[[ Records for processing open ]]

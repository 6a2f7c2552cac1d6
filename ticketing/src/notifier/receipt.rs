//! Receipt rendering shared by the notifiers.

use ticketing_core::Confirmation;

/// Subject line of a purchase receipt.
#[must_use]
pub fn render_subject(confirmation: &Confirmation) -> String {
    format!("Ticket Confirmation - {}", confirmation.event.name)
}

/// HTML body of a purchase receipt.
///
/// Buyer- and event-supplied text is escaped.
#[must_use]
pub fn render_html(confirmation: &Confirmation) -> String {
    let Confirmation {
        ticket,
        buyer,
        event,
    } = confirmation;

    let buyer_name = escape(&buyer.name);
    let event_name = escape(&event.name);
    let location = escape(&event.location);
    let code = escape(ticket.code.as_str());
    let starts_at = event.starts_at.format("%A, %B %d, %Y at %I:%M %p UTC");
    let quantity = ticket.quantity;
    let total = ticket.total_price;
    let status = ticket.status;

    format!(
        r#"
<!DOCTYPE html>
<html>
<head>
    <meta charset="UTF-8">
    <title>Ticket Confirmation</title>
</head>
<body style="font-family: Arial, sans-serif; line-height: 1.6; color: #333;">
    <div style="max-width: 600px; margin: 0 auto; padding: 20px;">
        <h2 style="color: #2563eb;">Ticket Confirmation</h2>
        <p>Dear {buyer_name},</p>
        <p>Thank you for your purchase! Your ticket has been confirmed.</p>
        <p style="margin: 30px 0; padding: 15px; border: 2px dashed #2563eb; text-align: center; font-size: 24px; font-weight: bold;">
            {code}
        </p>
        <h3>Event Details</h3>
        <table style="width: 100%; border-collapse: collapse;">
            <tr><td><strong>Event:</strong></td><td>{event_name}</td></tr>
            <tr><td><strong>Location:</strong></td><td>{location}</td></tr>
            <tr><td><strong>Date &amp; Time:</strong></td><td>{starts_at}</td></tr>
        </table>
        <h3>Ticket Information</h3>
        <table style="width: 100%; border-collapse: collapse;">
            <tr><td><strong>Quantity:</strong></td><td>{quantity} ticket(s)</td></tr>
            <tr><td><strong>Total Paid:</strong></td><td>{total}</td></tr>
            <tr><td><strong>Status:</strong></td><td>{status}</td></tr>
        </table>
        <p style="color: #666; font-size: 14px;">
            Present this ticket code at the event entrance. Keep this email for your records.
        </p>
        <p style="color: #666; font-size: 12px; margin-top: 40px;">
            This is an automated email. Please do not reply.
        </p>
    </div>
</body>
</html>
        "#
    )
}

fn escape(text: &str) -> String {
    let mut escaped = String::with_capacity(text.len());
    for c in text.chars() {
        match c {
            '&' => escaped.push_str("&amp;"),
            '<' => escaped.push_str("&lt;"),
            '>' => escaped.push_str("&gt;"),
            '"' => escaped.push_str("&quot;"),
            '\'' => escaped.push_str("&#39;"),
            _ => escaped.push(c),
        }
    }
    escaped
}
//! Buyer directory.

use super::StoreFuture;
use crate::types::{Buyer, EmailAddress};

/// Resolve-or-create access to buyers, keyed by normalized email.
pub trait BuyerDirectory: Send + Sync {
    /// Find a buyer by email.
    ///
    /// # Errors
    ///
    /// Returns [`StoreError::Database`](crate::StoreError::Database) on
    /// backend failure.
    fn find_by_email(&self, email: EmailAddress) -> StoreFuture<'_, Option<Buyer>>;

    /// Insert `candidate` unless a buyer with the same email exists.
    ///
    /// Returns whichever buyer is stored afterwards: `candidate` if it was
    /// inserted, the existing record otherwise. Two concurrent calls with the
    /// same email must resolve to the same buyer.
    ///
    /// # Errors
    ///
    /// Returns [`StoreError::Database`](crate::StoreError::Database) on
    /// backend failure.
    fn create_if_absent(&self, candidate: Buyer) -> StoreFuture<'_, Buyer>;
}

[[ Records for processing closed ]]

Task statement: Scan the material for lines with the word "location", and copy each line you find.

Exercise response:
    let location = escape(&event.location);
            <tr><td><strong>Location:</strong></td><td>{location}</td></tr>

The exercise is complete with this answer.